- **Task instructions**
Do any lines in the data below contain "queue"? If so, copy every one of them.

- **The input**
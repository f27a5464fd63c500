use image::RgbaImage;

/// A texture with its view and sampler
pub struct Texture {
    pub texture: wgpu::Texture,
    pub view: wgpu::TextureView,
    pub sampler: wgpu::Sampler,
}

impl Texture {
    pub const DEPTH_FORMAT: wgpu::TextureFormat = wgpu::TextureFormat::Depth32Float;

    /// Uploads an RGBA image, optionally as sRGB
    pub fn from_image(
        device: &wgpu::Device,
        queue: &wgpu::Queue,
        image: &RgbaImage,
        label: &str,
        srgb: bool,
    ) -> Self {
        let (width, height) = image.dimensions();
        let size = wgpu::Extent3d {
            width,
            height,
            depth_or_array_layers: 1,
        };
        let format = if srgb {
            wgpu::TextureFormat::Rgba8UnormSrgb
        } else {
            wgpu::TextureFormat::Rgba8Unorm
        };

        let texture = device.create_texture(&wgpu::TextureDescriptor {
            label: Some(label),
            size,
            mip_level_count: 1,
            sample_count: 1,
            dimension: wgpu::TextureDimension::D2,
            format,
            usage: wgpu::TextureUsages::TEXTURE_BINDING | wgpu::TextureUsages::COPY_DST,
            view_formats: &[],
        });

        queue.write_texture(
            wgpu::TexelCopyTextureInfo {
                texture: &texture,
                mip_level: 0,
                origin: wgpu::Origin3d::ZERO,
                aspect: wgpu::TextureAspect::All,
            },
            image.as_raw(),
            wgpu::TexelCopyBufferLayout {
                offset: 0,
                bytes_per_row: Some(4 * width),
                rows_per_image: Some(height),
            },
            size,
        );

        let view = texture.create_view(&wgpu::TextureViewDescriptor::default());
        let sampler = device.create_sampler(&wgpu::SamplerDescriptor {
            label: Some(label),
            address_mode_u: wgpu::AddressMode::Repeat,
            address_mode_v: wgpu::AddressMode::Repeat,
            address_mode_w: wgpu::AddressMode::Repeat,
            mag_filter: wgpu::FilterMode::Linear,
            min_filter: wgpu::FilterMode::Linear,
            mipmap_filter: wgpu::FilterMode::Linear,
            ..Default::default()
        });

        Self {
            texture,
            view,
            sampler,
        }
    }

    /// One-pixel texture of a solid color, used when no map is assigned
    pub fn single_pixel(
        device: &wgpu::Device,
        queue: &wgpu::Queue,
        rgba: [u8; 4],
        label: &str,
    ) -> Self {
        let image = RgbaImage::from_pixel(1, 1, image::Rgba(rgba));
        Self::from_image(device, queue, &image, label, false)
    }

    /// Depth attachment sized to the surface
    pub fn create_depth_texture(
        device: &wgpu::Device,
        width: u32,
        height: u32,
        label: &str,
    ) -> Self {
        let size = wgpu::Extent3d {
            width: width.max(1),
            height: height.max(1),
            depth_or_array_layers: 1,
        };
        let texture = device.create_texture(&wgpu::TextureDescriptor {
            label: Some(label),
            size,
            mip_level_count: 1,
            sample_count: 1,
            dimension: wgpu::TextureDimension::D2,
            format: Self::DEPTH_FORMAT,
            usage: wgpu::TextureUsages::RENDER_ATTACHMENT | wgpu::TextureUsages::TEXTURE_BINDING,
            view_formats: &[],
        });
        let view = texture.create_view(&wgpu::TextureViewDescriptor::default());

        // Comparison sampler so the shadow map can be read with sample_compare.
        let sampler = device.create_sampler(&wgpu::SamplerDescriptor {
            label: Some(label),
            address_mode_u: wgpu::AddressMode::ClampToEdge,
            address_mode_v: wgpu::AddressMode::ClampToEdge,
            address_mode_w: wgpu::AddressMode::ClampToEdge,
            mag_filter: wgpu::FilterMode::Linear,
            min_filter: wgpu::FilterMode::Linear,
            mipmap_filter: wgpu::FilterMode::Nearest,
            compare: Some(wgpu::CompareFunction::LessEqual),
            ..Default::default()
        });

        Self {
            texture,
            view,
            sampler,
        }
    }

    /// Offscreen color target for the scene and post-processing passes
    pub fn create_render_target(
        device: &wgpu::Device,
        width: u32,
        height: u32,
        format: wgpu::TextureFormat,
        label: &str,
    ) -> Self {
        let texture = device.create_texture(&wgpu::TextureDescriptor {
            label: Some(label),
            size: wgpu::Extent3d {
                width: width.max(1),
                height: height.max(1),
                depth_or_array_layers: 1,
            },
            mip_level_count: 1,
            sample_count: 1,
            dimension: wgpu::TextureDimension::D2,
            format,
            usage: wgpu::TextureUsages::RENDER_ATTACHMENT | wgpu::TextureUsages::TEXTURE_BINDING,
            view_formats: &[],
        });
        let view = texture.create_view(&wgpu::TextureViewDescriptor::default());
        let sampler = device.create_sampler(&wgpu::SamplerDescriptor {
            label: Some(label),
            address_mode_u: wgpu::AddressMode::ClampToEdge,
            address_mode_v: wgpu::AddressMode::ClampToEdge,
            address_mode_w: wgpu::AddressMode::ClampToEdge,
            mag_filter: wgpu::FilterMode::Linear,
            min_filter: wgpu::FilterMode::Linear,
            mipmap_filter: wgpu::FilterMode::Nearest,
            ..Default::default()
        });

        Self {
            texture,
            view,
            sampler,
        }
    }
}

- **Answer to the exercise**
        queue: &wgpu::Queue,
        queue.write_texture(
        queue: &wgpu::Queue,
        Self::from_image(device, queue, &image, label, false)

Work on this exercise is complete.